As parents we must realize the capability of our children. When we fail to realize this, we can become overbearing and over-parent. You may be wondering, “How can we over-parent, our children need us?” Yes, your children need you. However, here are 5 Tell-tell signs of over-parenting.
Not allowing your child to maximize their potential.
No matter your child’s age; your child has potential right where they are. Potential to feed themselves, pick up their own clothes, choose friends, choose a college major, and choose a career. The potential within your child grows with each passing day. Your child needs the opportunity to bud and blossom.
Micromanaging your child.
Once you give your child the opportunity to bloom where they are, allow them to learn from the process. Instruction is needed of course. However, give the instructions then let them be. Repeat the instructions as often as needed – demonstrate, give examples. When they need help, they will ask. If they don’t ask, use your parental wisdom to know when it’s time to step in.
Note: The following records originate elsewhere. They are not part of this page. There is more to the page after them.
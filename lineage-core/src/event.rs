//! # Event Hierarchy
//!
//! Events form a single-rooted type hierarchy. Every event type names its
//! direct ancestor through [`Event::Parent`]; top-level events name
//! [`EventRoot`], the designated abstract root that can never be instantiated.
//!
//! Subtyping is expressed by composition: a subtype embeds a value of its
//! ancestor and hands it out through [`Event::parent`]. This keeps the
//! hierarchy walk an explicit, finite loop over [`EventType::ancestors`].
//! A cyclic `Parent` declaration ends the walk at the first repeated type.
//!
//! ```rust,ignore
//! struct Login { user: String }
//! impl Event for Login { type Parent = EventRoot; }
//!
//! struct AdminLogin { login: Login, level: u8 }
//! impl Event for AdminLogin {
//!     type Parent = Login;
//!     fn parent(&self) -> Option<&Login> { Some(&self.login) }
//! }
//! ```

use std::{
    any::{Any, TypeId, type_name},
    fmt,
    hash::{Hash, Hasher},
    sync::atomic::{AtomicBool, Ordering},
};

/// A value representing a notification.
///
/// Implementors declare their direct ancestor via `Parent`. A subtype must
/// return its embedded ancestor value from [`parent`](Event::parent), otherwise
/// subscribers declared for the ancestor cannot view the event.
#[diagnostic::on_unimplemented(
    message = "`{Self}` is not a valid Event",
    label = "missing `Event` implementation",
    note = "Events must name their direct ancestor, use `EventRoot` for top-level events."
)]
pub trait Event: Send + Sync + 'static {
    /// The direct ancestor in the event hierarchy.
    type Parent: Event;

    /// The embedded ancestor value, if this event is a subtype.
    fn parent(&self) -> Option<&Self::Parent> {
        None
    }
}

/// The abstract root of every event hierarchy.
///
/// Uninhabited: no value of this type can exist, so it is never published.
/// It only terminates the hierarchy walk.
#[derive(Debug, Clone, Copy, PartialEq, Eq)]
pub enum EventRoot {}

impl Event for EventRoot {
    type Parent = EventRoot;

    fn parent(&self) -> Option<&EventRoot> {
        match *self {}
    }
}

/// Runtime identifier of an event type.
///
/// Carries the parent lookup for its type, so ancestor chains can be walked
/// without a value at hand. Equality and hashing use the underlying `TypeId`.
#[derive(Clone, Copy)]
pub struct EventType {
    id: TypeId,
    name: &'static str,
    parent: fn() -> Option<EventType>,
}

fn parent_of<T: Event>() -> Option<EventType> {
    if TypeId::of::<T>() == TypeId::of::<EventRoot>() {
        None
    } else {
        Some(EventType::of::<T::Parent>())
    }
}

impl EventType {
    /// The identifier of `T`.
    pub fn of<T: Event>() -> Self {
        Self {
            id: TypeId::of::<T>(),
            name: type_name::<T>(),
            parent: parent_of::<T>,
        }
    }

    /// The identifier of [`EventRoot`].
    pub fn root() -> Self {
        Self::of::<EventRoot>()
    }

    /// The underlying `TypeId`.
    pub fn id(&self) -> TypeId {
        self.id
    }

    /// The fully qualified type name.
    pub fn name(&self) -> &'static str {
        self.name
    }

    /// The direct ancestor, `None` only for the root.
    pub fn parent(&self) -> Option<EventType> {
        (self.parent)()
    }

    /// Whether this is the root identifier.
    pub fn is_root(&self) -> bool {
        self.id == TypeId::of::<EventRoot>()
    }

    /// Iterates this type and its ancestors, most-derived first, root last.
    ///
    /// Every type is yielded at most once.
    pub fn ancestors(&self) -> Ancestors {
        Ancestors {
            next: Some(*self),
            seen: Vec::new(),
        }
    }

    /// Number of steps between this type and the root.
    pub fn depth(&self) -> usize {
        self.ancestors().count() - 1
    }

    /// Whether `self` is `other` or one of its descendants.
    pub fn is_subtype_of(&self, other: EventType) -> bool {
        self.ancestors().any(|ty| ty == other)
    }

    /// Whether a value of type `other` may be treated as `self`.
    pub fn is_assignable_from(&self, other: EventType) -> bool {
        other.is_subtype_of(*self)
    }
}

impl PartialEq for EventType {
    fn eq(&self, other: &Self) -> bool {
        self.id == other.id
    }
}

impl Eq for EventType {}

impl Hash for EventType {
    fn hash<H: Hasher>(&self, state: &mut H) {
        self.id.hash(state);
    }
}

impl fmt::Debug for EventType {
    fn fmt(&self, f: &mut fmt::Formatter<'_>) -> fmt::Result {
        f.debug_tuple("EventType").field(&self.name).finish()
    }
}

impl fmt::Display for EventType {
    fn fmt(&self, f: &mut fmt::Formatter<'_>) -> fmt::Result {
        f.write_str(self.name)
    }
}

/// Iterator over an [`EventType`] and its ancestors.
#[derive(Debug, Clone)]
pub struct Ancestors {
    next: Option<EventType>,
    seen: Vec<TypeId>,
}

impl Iterator for Ancestors {
    type Item = EventType;

    fn next(&mut self) -> Option<EventType> {
        let current = self.next.take()?;
        self.seen.push(current.id);
        self.next = current
            .parent()
            .filter(|parent| !self.seen.contains(&parent.id));
        Some(current)
    }
}

/// Dynamic object-safe version of [`Event`].
///
/// Every `Event` implements this trait automatically. Publishing and
/// subscriber invocation work on `&dyn DynEvent`.
pub trait DynEvent: Send + Sync + 'static {
    /// The most-derived runtime type of this value.
    fn event_type(&self) -> EventType;

    /// The embedded ancestor value, type-erased.
    fn parent_dyn(&self) -> Option<&dyn DynEvent>;

    /// Upcast for downcasting.
    fn as_any(&self) -> &dyn Any;

    /// Upcast to the object type.
    fn as_dyn(&self) -> &dyn DynEvent;
}

// Blanket implementation: Any type implementing Event implements DynEvent automatically.
impl<T: Event> DynEvent for T {
    fn event_type(&self) -> EventType {
        EventType::of::<T>()
    }

    fn parent_dyn(&self) -> Option<&dyn DynEvent> {
        self.parent().map(|parent| parent as &dyn DynEvent)
    }

    fn as_any(&self) -> &dyn Any {
        self
    }

    fn as_dyn(&self) -> &dyn DynEvent {
        self
    }
}

/// Lineage-aware queries over event values.
pub trait DynEventExt {
    /// Views this event as `T`, walking the embedded ancestor chain.
    fn view<T: Any>(&self) -> Option<&T>;

    /// Whether the runtime type is `ty` or one of its descendants.
    fn is_instance_of(&self, ty: EventType) -> bool;

    /// Iterates the value and its embedded ancestors, most-derived first.
    fn lineage(&self) -> Lineage<'_>;
}

impl<E: DynEvent + ?Sized> DynEventExt for E {
    fn view<T: Any>(&self) -> Option<&T> {
        self.lineage()
            .find_map(|level| level.as_any().downcast_ref::<T>())
    }

    fn is_instance_of(&self, ty: EventType) -> bool {
        self.event_type().is_subtype_of(ty)
    }

    fn lineage(&self) -> Lineage<'_> {
        Lineage {
            next: Some(self.as_dyn()),
            seen: Vec::new(),
        }
    }
}

/// Iterator over an event value and its embedded ancestors.
///
/// Stops at the first level whose type was already yielded.
pub struct Lineage<'a> {
    next: Option<&'a dyn DynEvent>,
    seen: Vec<TypeId>,
}

impl<'a> Iterator for Lineage<'a> {
    type Item = &'a dyn DynEvent;

    fn next(&mut self) -> Option<Self::Item> {
        let current = self.next.take()?;
        self.seen.push(current.event_type().id);
        self.next = current
            .parent_dyn()
            .filter(|parent| !self.seen.contains(&parent.event_type().id));
        Some(current)
    }
}

/// A settable cancellation flag that events may carry by convention.
///
/// The dispatch engine never reads it; subscribers check it themselves.
#[derive(Debug, Default)]
pub struct CancelFlag(AtomicBool);

impl CancelFlag {
    /// Create a new flag with the given initial state.
    pub fn new(cancelled: bool) -> Self {
        Self(AtomicBool::new(cancelled))
    }

    /// Check whether the flag is set.
    pub fn is_cancelled(&self) -> bool {
        self.0.load(Ordering::Acquire)
    }

    /// Set or clear the flag.
    pub fn set_cancelled(&self, cancelled: bool) {
        self.0.store(cancelled, Ordering::Release);
    }
}

/// Events that carry a [`CancelFlag`].
pub trait Cancellable {
    /// The flag carried by this event.
    fn cancel_flag(&self) -> &CancelFlag;

    /// Whether a subscriber has cancelled this event.
    fn is_cancelled(&self) -> bool {
        self.cancel_flag().is_cancelled()
    }

    /// Mark this event cancelled, or clear the mark.
    fn set_cancelled(&self, cancelled: bool) {
        self.cancel_flag().set_cancelled(cancelled);
    }
}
Not allowing your child to fail.
It is impossible to shield your child from all failure. You will drive yourself crazy trying to do so. There are valuable lessons to be learned with failure. If your child did not finish their science project as planned, please don’t stay up after the child has gone to bed and finish the project. Allow your precious baby boy/baby girl to experience those consequences of not following instructions.
Your child has no responsibilities.
From a young age children are ready for age appropriate responsibility. Little people can pick up their toys and youngsters can learn to sort laundry while learning their colors.
Having a responsibility allows your child to participate as a productive member of the family. It brings a smile to their face and instills a since of pride in a job well done. Children enjoy and learn from helping.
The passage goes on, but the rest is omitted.